That Shakespeare! So talky! So much speechifying!

Why must Laertes lecture so much?

No one will mistake the bard for Aaron Sorkin, the brainy TV writer who gave us “The West Wing” and “The Social Network.” But people are certainly putting up some oddball arguments against almost certainly the strongest series to start this summer.

“The Newsroom” (HBO, 10 p.m.) concerns a newscaster who plays it right down the bland middle until he suddenly decides at a college lecture at Northwestern to really let some coed have it when she asks what makes America the bestest country in the world.

His shocking answer, one based on statistics he’s about to unfurl is an exceptional one against exceptionalism: It isn’t. It leads the world in no categories he can name except percentage of citizens imprisoned.

Jeff Daniels plays the guy with just the right puffed up importance. When someone calls him the Jay Leno of news, I thought it’s just because of the chin. But when he starts on a tirade – and some critics fault him the most for it, maybe they’ve forgotten what anchors sound like. Their profession is to talk endlessly, especially during tragedies, to keep the narrative going no matter what. There’s no stopping them. Remember Dan Rather? The guy has a lot to say. I once asked John King an innocent question at a party and started trying to figure exit strategies 20 minutes later, when he was still going on.

Sorkin is dead right on the instinct of anchors to talk. But he may be a little old fashioned if he thinks news anchor have the power today that Murrow or Cronkite have. The audience today is so fractured, no single newsman could ever wield that kind of power again – especially from cable.

And yet, Daniels’ character Will McAvoy marshals his team to create a kind of newscast now thought impossible – based on facts, without the false equivalence of “balance,” calling spades spades.

And it’s downright exciting in the debut tonight to watch the team dig up information on the just exploded BP oil rig – though the idea that they could get all of this information on the fly just after it happens is a pipedream. Yet this is, at its core, entertainment. And Will McAvoy can whip up an issue and resolve it in a single newscast to thrill us with the possibilities, just as President Jed Bartlet could move a bill through Congress thrillingly and with righteousness in a single episode (though nobody could make government move in such a way now).

The notion of “The Newsroom” is the Quixotic effort to try and do the best and it’s great to watch a TV show that’s actually about something important.

It helps, I guess, that I agree with Sorkin on his assessment of everything – the country, the news, the Tea Party know nothings, the corporate control of everything, how unfair Obama is treated, the empty calories of “entertainment news” masquerading as actual news, the fate of a democracy depending on an informed citizenry.

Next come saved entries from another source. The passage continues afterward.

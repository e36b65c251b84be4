use async_trait::async_trait;
use cmdgate_core::error::ErrorKind;
use cmdgate_core::interfaces::Presenter;
use cmdgate_core::models::CommandResult;
use futures::future::{BoxFuture, FutureExt};
use parking_lot::Mutex;
use std::future::Future;
use std::sync::Arc;

type ConfirmationHook = Arc<dyn Fn() -> BoxFuture<'static, ()> + Send + Sync>;

#[derive(Debug, Clone, PartialEq)]
pub enum Presented {
    Error(ErrorKind, String),
    Success(CommandResult),
    Prompt(String),
}

/// Presenter that records every interaction and answers prompts with a fixed policy
pub struct RecordingPresenter {
    confirm: bool,
    events: Mutex<Vec<Presented>>,
    on_confirmation: Mutex<Option<ConfirmationHook>>,
}

impl RecordingPresenter {
    pub fn new(confirm: bool) -> Self {
        Self {
            confirm,
            events: Mutex::new(Vec::new()),
            on_confirmation: Mutex::new(None),
        }
    }

    /// Run `hook` while the user is being asked, before the answer is returned
    pub fn on_confirmation<F, Fut>(&self, hook: F)
    where
        F: Fn() -> Fut + Send + Sync + 'static,
        Fut: Future<Output = ()> + Send + 'static,
    {
        *self.on_confirmation.lock() = Some(Arc::new(move || hook().boxed()));
    }

    pub fn events(&self) -> Vec<Presented> {
        self.events.lock().clone()
    }

    pub fn prompts(&self) -> Vec<String> {
        self.events
            .lock()
            .iter()
            .filter_map(|event| match event {
                Presented::Prompt(prompt) => Some(prompt.clone()),
                _ => None,
            })
            .collect()
    }

    /// Outcomes only, prompts excluded
    pub fn outcomes(&self) -> Vec<Presented> {
        self.events
            .lock()
            .iter()
            .filter(|event| !matches!(event, Presented::Prompt(_)))
            .cloned()
            .collect()
    }

    pub fn errors_of(&self, kind: ErrorKind) -> usize {
        self.events
            .lock()
            .iter()
            .filter(|event| matches!(event, Presented::Error(k, _) if *k == kind))
            .count()
    }
}

#[async_trait]
impl Presenter for RecordingPresenter {
    async fn present_error(&self, kind: ErrorKind, message: &str) {
        self.events
            .lock()
            .push(Presented::Error(kind, message.to_string()));
    }

    async fn present_success(&self, result: &CommandResult) {
        self.events.lock().push(Presented::Success(result.clone()));
    }

    async fn request_confirmation(&self, prompt: &str) -> bool {
        self.events.lock().push(Presented::Prompt(prompt.to_string()));
        let hook = self.on_confirmation.lock().clone();
        if let Some(hook) = hook {
            hook().await;
        }
        self.confirm
    }
}
//! # Execution Context
//!
//! One cancellable, deadline-bound context wraps a whole command execution.
//! A user abandoning the command and the backend taking too long share the
//! same mechanism: every suspension point in the pipeline races its work
//! against [`ExecutionContext::interrupted`].

use crate::error::{PipelineError, PipelineResult};
use std::future::Future;
use std::sync::Arc;
use std::time::Duration;
use tokio::sync::watch;
use tokio::time::Instant;

/// Cloneable handle used to cancel an in-flight command from outside
#[derive(Debug, Clone)]
pub struct CancellationSignal {
    sender: Arc<watch::Sender<bool>>,
}

impl Default for CancellationSignal {
    fn default() -> Self {
        Self::new()
    }
}

impl CancellationSignal {
    pub fn new() -> Self {
        let (sender, _) = watch::channel(false);
        Self {
            sender: Arc::new(sender),
        }
    }

    pub fn cancel(&self) {
        self.sender.send_replace(true);
    }

    pub fn is_cancelled(&self) -> bool {
        *self.sender.borrow()
    }

    /// Resolve once [`cancel`](Self::cancel) has been called
    pub async fn cancelled(&self) {
        let mut receiver = self.sender.subscribe();
        loop {
            if *receiver.borrow_and_update() {
                return;
            }
            // The sender lives in `self`, so `changed` only fails if it is dropped mid-wait
            if receiver.changed().await.is_err() {
                std::future::pending::<()>().await;
            }
        }
    }
}

/// Why an execution stopped before finishing
#[derive(Debug, Clone, Copy, PartialEq, Eq)]
pub enum Interruption {
    Cancelled,
    TimedOut,
}

#[derive(Debug, Clone)]
pub struct ExecutionContext {
    cancel: CancellationSignal,
    deadline: Instant,
    timeout: Duration,
}

impl ExecutionContext {
    pub fn new(cancel: CancellationSignal, timeout: Duration) -> Self {
        Self {
            cancel,
            deadline: Instant::now() + timeout,
            timeout,
        }
    }

    pub fn remaining(&self) -> Duration {
        self.deadline.saturating_duration_since(Instant::now())
    }

    /// Non-blocking check, cancellation taking precedence over the deadline
    pub fn check(&self) -> Option<Interruption> {
        if self.cancel.is_cancelled() {
            Some(Interruption::Cancelled)
        } else if Instant::now() >= self.deadline {
            Some(Interruption::TimedOut)
        } else {
            None
        }
    }

    /// Resolve at the first cancellation or when the deadline passes
    pub async fn interrupted(&self) -> Interruption {
        tokio::select! {
            biased;
            _ = self.cancel.cancelled() => Interruption::Cancelled,
            _ = tokio::time::sleep_until(self.deadline) => Interruption::TimedOut,
        }
    }

    pub fn error_for(&self, interruption: Interruption) -> PipelineError {
        match interruption {
            Interruption::Cancelled => PipelineError::Cancelled,
            Interruption::TimedOut => PipelineError::TimedOut(self.timeout),
        }
    }

    /// Run `work` unless the context is interrupted first
    pub async fn guarded<T, F>(&self, work: F) -> PipelineResult<T>
    where
        F: Future<Output = PipelineResult<T>>,
    {
        tokio::select! {
            biased;
            interruption = self.interrupted() => Err(self.error_for(interruption)),
            result = work => result,
        }
    }
}

#[cfg(test)]
mod tests {
    use super::*;

    #[tokio::test(start_paused = true)]
    async fn test_deadline_interrupts_slow_work() {
        let context = ExecutionContext::new(CancellationSignal::new(), Duration::from_millis(50));
        let result: PipelineResult<()> = context
            .guarded(async {
                tokio::time::sleep(Duration::from_secs(10)).await;
                Ok(())
            })
            .await;
        assert_eq!(result, Err(PipelineError::TimedOut(Duration::from_millis(50))));
        assert_eq!(context.check(), Some(Interruption::TimedOut));
    }

    #[tokio::test(start_paused = true)]
    async fn test_cancellation_wins_over_work() {
        let cancel = CancellationSignal::new();
        let context = ExecutionContext::new(cancel.clone(), Duration::from_secs(60));

        let trigger = cancel.clone();
        tokio::spawn(async move {
            tokio::time::sleep(Duration::from_millis(10)).await;
            trigger.cancel();
        });

        let result: PipelineResult<()> = context
            .guarded(async {
                tokio::time::sleep(Duration::from_secs(1)).await;
                Ok(())
            })
            .await;
        assert_eq!(result, Err(PipelineError::Cancelled));
        assert!(cancel.is_cancelled());
    }

    #[tokio::test]
    async fn test_fast_work_completes() {
        let context = ExecutionContext::new(CancellationSignal::new(), Duration::from_secs(5));
        assert_eq!(context.guarded(async { Ok(7) }).await, Ok(7));
        assert_eq!(context.check(), None);
        assert!(context.remaining() <= Duration::from_secs(5));
    }

    #[tokio::test]
    async fn test_cancel_before_start() {
        let cancel = CancellationSignal::new();
        cancel.cancel();
        let context = ExecutionContext::new(cancel, Duration::from_secs(5));
        assert_eq!(context.interrupted().await, Interruption::Cancelled);
    }
}
//! Shared fixtures for the pipeline integration tests

#![allow(dead_code)]

pub mod builders;
pub mod presenter;

pub use builders::*;
pub use presenter::*;

use cmdgate_core::commands::HandlerRegistry;
use cmdgate_core::config::BusinessConfig;
use cmdgate_core::idempotency::IdempotencyGuard;
use cmdgate_core::interfaces::{Presenter, StaticAuthProvider};
use cmdgate_core::orchestration::CommandPipeline;
use cmdgate_core::persistence::{InMemoryGateway, ScriptedFaults};
use cmdgate_core::resilience::{ConnectionMonitor, RetryPolicy, RetryingGateway};
use std::sync::Arc;
use std::time::Duration;

pub const OPERATOR: &str = "operator-1";

/// Fully wired pipeline over an in-memory backend with scripted faults
pub struct TestHarness {
    pub backend: Arc<InMemoryGateway>,
    pub faults: Arc<ScriptedFaults>,
    pub presenter: Arc<RecordingPresenter>,
    pub auth: Arc<StaticAuthProvider>,
    pub pipeline: Arc<CommandPipeline>,
}

impl TestHarness {
    pub fn new() -> Self {
        Self::builder().build()
    }

    pub fn builder() -> TestHarnessBuilder {
        TestHarnessBuilder::default()
    }

    pub fn monitor(&self) -> &Arc<ConnectionMonitor> {
        self.pipeline.gateway().monitor()
    }
}

pub struct TestHarnessBuilder {
    policy: RetryPolicy,
    command_timeout: Duration,
    ttl: Duration,
    confirm: bool,
    presenter: Option<Arc<dyn Presenter>>,
    business: BusinessConfig,
}

impl Default for TestHarnessBuilder {
    fn default() -> Self {
        Self {
            policy: RetryPolicy::new(3, Duration::from_millis(1), Duration::from_millis(10)),
            command_timeout: Duration::from_secs(5),
            ttl: Duration::from_secs(600),
            confirm: true,
            presenter: None,
            business: BusinessConfig::default(),
        }
    }
}

impl TestHarnessBuilder {
    pub fn with_policy(mut self, policy: RetryPolicy) -> Self {
        self.policy = policy;
        self
    }

    pub fn with_command_timeout(mut self, timeout: Duration) -> Self {
        self.command_timeout = timeout;
        self
    }

    pub fn declining(mut self) -> Self {
        self.confirm = false;
        self
    }

    /// Route presentation to `presenter` instead of the recording one
    pub fn with_presenter(mut self, presenter: Arc<dyn Presenter>) -> Self {
        self.presenter = Some(presenter);
        self
    }

    pub fn with_business(mut self, business: BusinessConfig) -> Self {
        self.business = business;
        self
    }

    pub fn build(self) -> TestHarness {
        let faults = Arc::new(ScriptedFaults::new());
        let backend = Arc::new(InMemoryGateway::with_faults(faults.clone()));
        let monitor = Arc::new(ConnectionMonitor::new(
            backend.clone(),
            Duration::from_millis(50),
        ));
        let gateway = Arc::new(RetryingGateway::new(backend.clone(), monitor, self.policy));

        let presenter = Arc::new(RecordingPresenter::new(self.confirm));
        let routed: Arc<dyn Presenter> = match self.presenter {
            Some(custom) => custom,
            None => presenter.clone(),
        };
        let auth = Arc::new(StaticAuthProvider::new(OPERATOR));

        let pipeline = Arc::new(CommandPipeline::new(
            Arc::new(HandlerRegistry::with_defaults(&self.business)),
            Arc::new(IdempotencyGuard::new(self.ttl)),
            gateway,
            routed,
            auth.clone(),
            self.command_timeout,
        ));

        TestHarness {
            backend,
            faults,
            presenter,
            auth,
            pipeline,
        }
    }
}
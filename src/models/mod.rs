pub mod command;
pub mod command_result;
pub mod record;

// Re-export core models for easy access
pub use command::{Command, CommandKind};
pub use command_result::CommandResult;
pub use record::{Record, RecordKey};
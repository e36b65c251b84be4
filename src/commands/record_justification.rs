use super::{load_required, CommandHandler, ExecutionPlan};
use crate::constants::{collections, fields, messages};
use crate::error::{PipelineError, PipelineResult};
use crate::models::{Command, CommandKind, Record, RecordKey};
use crate::resilience::RetryingGateway;
use crate::transaction::Mutation;
use crate::validation::{required_str, validate_length};
use async_trait::async_trait;
use chrono::NaiveDate;
use serde_json::{json, Value};
use uuid::Uuid;

/// Key of the absence record for a student on a given day
pub fn absence_key(student_id: &str, date: NaiveDate) -> RecordKey {
    RecordKey::new(
        collections::ABSENCES,
        format!("{student_id}:{}", date.format("%Y-%m-%d")),
    )
}

/// Files a justification for a recorded absence and marks the absence justified.
///
/// Two mutations in one unit of work: the new justification and the updated
/// absence either both land or neither does.
#[derive(Debug, Clone, Copy, Default)]
pub struct RecordJustificationHandler;

impl RecordJustificationHandler {
    fn absence_date(command: &Command) -> PipelineResult<NaiveDate> {
        let raw = required_str(command.payload(), fields::ABSENCE_DATE)?;
        NaiveDate::parse_from_str(raw, "%Y-%m-%d").map_err(|_| {
            PipelineError::invalid_input("absenceDate must be a date in YYYY-MM-DD format")
        })
    }

    async fn load_unjustified_absence(
        command: &Command,
        gateway: &RetryingGateway,
    ) -> PipelineResult<Record> {
        let student_id = required_str(command.payload(), fields::STUDENT_ID)?;
        let key = absence_key(student_id, Self::absence_date(command)?);
        let absence = load_required(gateway, &key, messages::ABSENCE_NOT_FOUND).await?;

        let justified = absence
            .data
            .get(fields::JUSTIFIED)
            .and_then(Value::as_bool)
            .unwrap_or(false);
        if justified {
            return Err(PipelineError::business_rule(messages::ALREADY_JUSTIFIED));
        }
        Ok(absence)
    }
}

#[async_trait]
impl CommandHandler for RecordJustificationHandler {
    fn kind(&self) -> CommandKind {
        CommandKind::RecordJustification
    }

    fn validate(&self, command: &Command) -> PipelineResult<()> {
        required_str(command.payload(), fields::STUDENT_ID)?;
        Self::absence_date(command)?;
        let reason = required_str(command.payload(), fields::REASON)?;
        validate_length(fields::REASON, reason, 3, 500)
    }

    async fn check_invariants(
        &self,
        command: &Command,
        gateway: &RetryingGateway,
    ) -> PipelineResult<()> {
        Self::load_unjustified_absence(command, gateway)
            .await
            .map(|_| ())
    }

    fn confirmation_prompt(&self, _command: &Command) -> Option<String> {
        None
    }

    async fn plan(&self, command: &Command, gateway: &RetryingGateway) -> PipelineResult<ExecutionPlan> {
        let absence = Self::load_unjustified_absence(command, gateway).await?;
        let payload = command.payload();
        let justification_id = Uuid::new_v4().to_string();

        let justification = json!({
            fields::STUDENT_ID: required_str(payload, fields::STUDENT_ID)?,
            fields::ABSENCE_DATE: Self::absence_date(command)?.format("%Y-%m-%d").to_string(),
            fields::REASON: required_str(payload, fields::REASON)?,
            fields::CREATED_BY: command.requester_id(),
            fields::CREATED_AT: command.created_at().to_rfc3339(),
        });

        let mut justified = absence.data.clone();
        if let Value::Object(map) = &mut justified {
            map.insert(fields::JUSTIFIED.to_string(), Value::Bool(true));
            map.insert(
                fields::JUSTIFICATION_ID.to_string(),
                Value::from(justification_id.as_str()),
            );
        }

        Ok(ExecutionPlan::new(
            vec![
                Mutation::create(
                    RecordKey::new(collections::JUSTIFICATIONS, &justification_id),
                    justification,
                ),
                Mutation::update(absence.key, absence.data, justified),
            ],
            "Justification recorded",
        )
        .producing(justification_id))
    }
}
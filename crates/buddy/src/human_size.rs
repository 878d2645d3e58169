//! Human-readable byte counts for log messages and reports.

use core::fmt;

/// Formats a byte count with binary prefixes (KiB, MiB, ...).
///
/// The fractional part is truncated to at most two decimals and trailing zeros are dropped.
///
/// # Examples
///
/// ```
/// use buddy::HumanSize;
///
/// assert_eq!(format!("{}", HumanSize(1023)), "1023B");
/// assert_eq!(format!("{}", HumanSize(1536)), "1.5KiB");
/// assert_eq!(format!("{}", HumanSize(2 << 20)), "2MiB");
/// ```
#[derive(Debug, Clone, Copy, PartialEq, Eq, PartialOrd, Ord, Hash)]
#[repr(transparent)]
pub struct HumanSize(pub usize);

impl From<usize> for HumanSize {
    #[inline]
    fn from(bytes: usize) -> Self {
        Self(bytes)
    }
}

impl fmt::Display for HumanSize {
    fn fmt(&self, f: &mut fmt::Formatter<'_>) -> fmt::Result {
        const UNITS: [&str; 7] = ["B", "KiB", "MiB", "GiB", "TiB", "PiB", "EiB"];

        let bytes = self.0 as u128;
        let mut unit = 0;
        let mut scale: u128 = 1;
        while unit + 1 < UNITS.len() && bytes / scale >= 1024 {
            scale <<= 10;
            unit += 1;
        }

        let whole = bytes / scale;
        let hundredths = (bytes % scale) * 100 / scale;
        match hundredths {
            0 => write!(f, "{}{}", whole, UNITS[unit]),
            h if h % 10 == 0 => write!(f, "{}.{}{}", whole, h / 10, UNITS[unit]),
            h => write!(f, "{}.{:02}{}", whole, h, UNITS[unit]),
        }
    }
}
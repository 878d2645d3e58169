//! Physical frame numbers.
//!
//! A frame number is the index of a descriptor in the frame table and, multiplied by
//! `PAGE_SIZE`, the physical address of the frame.

use core::{
    fmt,
    ops::{Add, Sub},
};

use crate::{address::PhysicalAddress, arch};

/// A physical memory frame number.
///
/// Frame numbers are zero-indexed and correspond to PAGE_SIZE-aligned physical addresses.
#[derive(Clone, Copy, PartialEq, Eq, PartialOrd, Ord, Hash)]
#[repr(transparent)]
pub struct FrameNumber(usize);

impl FrameNumber {
    /// Creates a new frame number.
    #[inline]
    pub const fn new(number: usize) -> Self {
        Self(number)
    }

    /// Returns the raw frame number.
    #[inline]
    pub const fn as_usize(self) -> usize {
        self.0
    }

    /// Returns the physical address at the start of this frame.
    #[inline]
    pub const fn start(self) -> PhysicalAddress {
        PhysicalAddress::new(self.0 * arch::PAGE_SIZE)
    }

    /// Returns true if this frame can head a block of the given order.
    #[inline]
    pub const fn is_aligned_to_order(self, order: usize) -> bool {
        self.0 & ((1 << order) - 1) == 0
    }
}

impl fmt::Debug for FrameNumber {
    fn fmt(&self, f: &mut fmt::Formatter<'_>) -> fmt::Result {
        write!(f, "FrameNumber({})", self.0)
    }
}

impl fmt::Display for FrameNumber {
    fn fmt(&self, f: &mut fmt::Formatter<'_>) -> fmt::Result {
        write!(f, "{}", self.0)
    }
}

impl Add<usize> for FrameNumber {
    type Output = Self;

    #[inline]
    fn add(self, rhs: usize) -> Self::Output {
        Self(self.0 + rhs)
    }
}

impl Sub<FrameNumber> for FrameNumber {
    type Output = usize;

    #[inline]
    fn sub(self, rhs: FrameNumber) -> Self::Output {
        self.0 - rhs.0
    }
}

impl From<PhysicalAddress> for FrameNumber {
    #[inline]
    fn from(addr: PhysicalAddress) -> Self {
        addr.frame_number()
    }
}
//! Architecture-specific constants for the page allocator.
//!
//! This module conditionally imports either the hardware constants or the software
//! emulation based on the target architecture and features.

// Hardware constants on x86_64, unless testing or emulating. The module is still compiled
// under test so it keeps type-checking.
#[cfg(target_arch = "x86_64")]
#[cfg_attr(any(test, feature = "software-emulation"), allow(dead_code))]
mod x86_64;
#[cfg(all(target_arch = "x86_64", not(test), not(feature = "software-emulation")))]
pub use x86_64::*;

#[cfg(any(test, feature = "software-emulation"))]
mod software;
#[cfg(any(test, feature = "software-emulation"))]
pub use software::*;
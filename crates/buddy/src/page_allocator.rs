//! Physical page allocator using a buddy system.
//!
//! This module provides the kernel's physical page allocator, based on the classic buddy
//! design also used by Linux. Every physical frame has a descriptor in a [`FrameTable`]; free
//! memory is kept as power-of-two blocks on one intrusive free list per order, where order n
//! represents a block of 2^n contiguous frames.
//!
//! Allocation takes the first block from the smallest non-empty list at or above the
//! requested order and halves it until it has the requested order, putting each upper half
//! back on the list below. Freeing a block repeatedly merges it with its buddy (the other
//! half of the enclosing block, found by flipping one address bit) for as long as that buddy
//! is itself a free block of the same order.
//!
//! # Ownership and reference counts
//!
//! The allocator never sets reference counts on the blocks it hands out. Callers decide how
//! many references a new block starts with ([`PageAllocator::page_incref`]), and a block
//! returns to the pool when [`PageAllocator::page_decref`] drops the count to zero.
//! [`PageRef`] wraps that protocol in a type that must be handed back exactly once.
//!
//! # Concurrency
//!
//! Nothing here is synchronized internally; every method takes `&mut self`. Shared use goes
//! through one lock held for the whole call, see [`crate::LockedPageAllocator`].

use alloc::vec;
use alloc::vec::Vec;
use core::fmt;
use core::ptr;

use bitflags::bitflags;

use crate::buddy::{self, BASE_ORDER, BUDDY_MAX_ORDER, HUGE_ORDER, TOP_ORDER};
use crate::free_list::FreeList;
use crate::{
    BootMemoryRegion, BuddyStats, FrameNumber, FrameTable, HumanAddress, HumanSize, Page,
    PageFlag, PageInfo, PageRef, PhysicalAddress, VirtualAddress, arch,
};

bitflags! {
    /// Options for [`PageAllocator::page_alloc`].
    #[derive(Debug, Clone, Copy, PartialEq, Eq, Hash)]
    pub struct AllocFlags: u32 {
        /// Fill the whole block with zero bytes before returning it.
        const ZERO = 1 << 0;
        /// Allocate a huge page (order [`HUGE_ORDER`]) instead of a single base page.
        const HUGE = 1 << 1;
    }
}

/// Errors that can occur during page allocation.
#[derive(Debug, Clone, Copy, PartialEq, Eq)]
pub enum AllocError {
    /// No free block of the requested order or larger is available.
    OutOfMemory,
    /// The requested order is not below `BUDDY_MAX_ORDER`.
    OrderTooLarge,
    /// The shared allocator was used before it was initialized.
    Uninitialized,
}
//! Intrusive free lists.
//!
//! Each order has one doubly-linked list threaded through the `prev`/`next` fields of the
//! descriptors themselves, so linking and unlinking never allocate and removing an arbitrary
//! block (needed when merging with a buddy) is O(1).

use crate::{FrameNumber, FrameTable, PageFlag};

/// Free list for a specific order.
#[derive(Debug)]
pub(crate) struct FreeList {
    head: Option<FrameNumber>,
    len: usize,
}

impl FreeList {
    /// Creates an empty free list.
    pub(crate) const fn new() -> Self {
        Self { head: None, len: 0 }
    }

    /// Links `frame` at the head of the list and marks it free.
    pub(crate) fn push(&mut self, table: &mut FrameTable, frame: FrameNumber) {
        let old_head = self.head;
        {
            let info = &mut table[frame];
            debug_assert!(!info.is_free(), "frame {frame} is already on a free list");
            info.prev = None;
            info.next = old_head;
            info.flags.set(PageFlag::Free);
        }
        if let Some(old_head) = old_head {
            table[old_head].prev = Some(frame);
        }
        self.head = Some(frame);
        self.len += 1;
    }

    /// Unlinks and returns the head of the list, clearing its free flag.
    pub(crate) fn pop(&mut self, table: &mut FrameTable) -> Option<FrameNumber> {
        let frame = self.head?;
        self.remove(table, frame);
        Some(frame)
    }

    /// Unlinks `frame` from this list, clearing its free flag.
    pub(crate) fn remove(&mut self, table: &mut FrameTable, frame: FrameNumber) {
        let (prev, next) = {
            let info = &mut table[frame];
            assert!(info.is_free(), "frame {frame} is not on a free list");
            info.flags.clear(PageFlag::Free);
            (info.prev.take(), info.next.take())
        };

        match prev {
            Some(prev) => table[prev].next = next,
            None => {
                debug_assert_eq!(self.head, Some(frame), "unlinked frame was not the head");
                self.head = next;
            }
        }
        if let Some(next) = next {
            table[next].prev = prev;
        }
        self.len -= 1;
    }

    /// Returns the number of blocks in this free list.
    pub(crate) fn len(&self) -> usize {
        self.len
    }

    /// Returns true if this free list is empty.
    pub(crate) fn is_empty(&self) -> bool {
        self.head.is_none()
    }

    /// Iterates over the heads of the blocks on this list.
    pub(crate) fn iter<'a>(&self, table: &'a FrameTable) -> Iter<'a> {
        Iter {
            table,
            next: self.head,
        }
    }
}

pub(crate) struct Iter<'a> {
    table: &'a FrameTable,
    next: Option<FrameNumber>,
}

impl Iterator for Iter<'_> {
    type Item = FrameNumber;

    fn next(&mut self) -> Option<FrameNumber> {
        let frame = self.next?;
        self.next = self.table[frame].next;
        Some(frame)
    }
}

Relishing in his teleplays is like watching Keith Olbermann – I can pat myself on the back for agreeing with everything he’s saying. And yet Olbermann is a terrible example, full of the kind of bluster he accuses his “worst persons in the world” of having.

Daniels’ McAvoy isn’t trying to be Olbermann, but Sorkin says he soaked up atmosphere from hanging around Olbermann’s studio (on the night of the BP spill, as it happens). This is strange, because the approach of McAvoy is nothing like this. He makes his point by asking pointed questions; there’s hardly room for editorializing, summarizing or certainly not the listing of “the worst person in the world.”

The dialog crackles and sparks through most of this. It’s thrilling to take in. The banter between men and women will invariably remind you of Josh and Donna batting it back and forth in “The West Wing” – almost too much so.

It’s a terrific cast, with a whole sub level of younger staffers who have their own flirting and gamesmanship to wage. It’s got one of those big sweeping themes like the “West Wing” used to have and a lot of TV shows used to have. We don’t have sweeping themes any more. Sorkin wants to bring them back – and the kind of shows that warrant them.

And those who have been denigrating the effort even before it starts – the same people who spend their days championing “Revenge” and “Glee”? Do they not want something big and grand and swinging for the fences rather than small and grubby and reliably venal? I sure do.

Let us welcome “The Newsroom.” Let its optimism inspire one TV newsroom somewhere to change direction, to do something good.

One thought on “Let’s Welcome HBO’s ‘The Newsroom’”
  1. Thank you Roger. I’m glad to read a positive review of what looks like an important
    new show. Of course you know that I too agree with Sorkin’s views.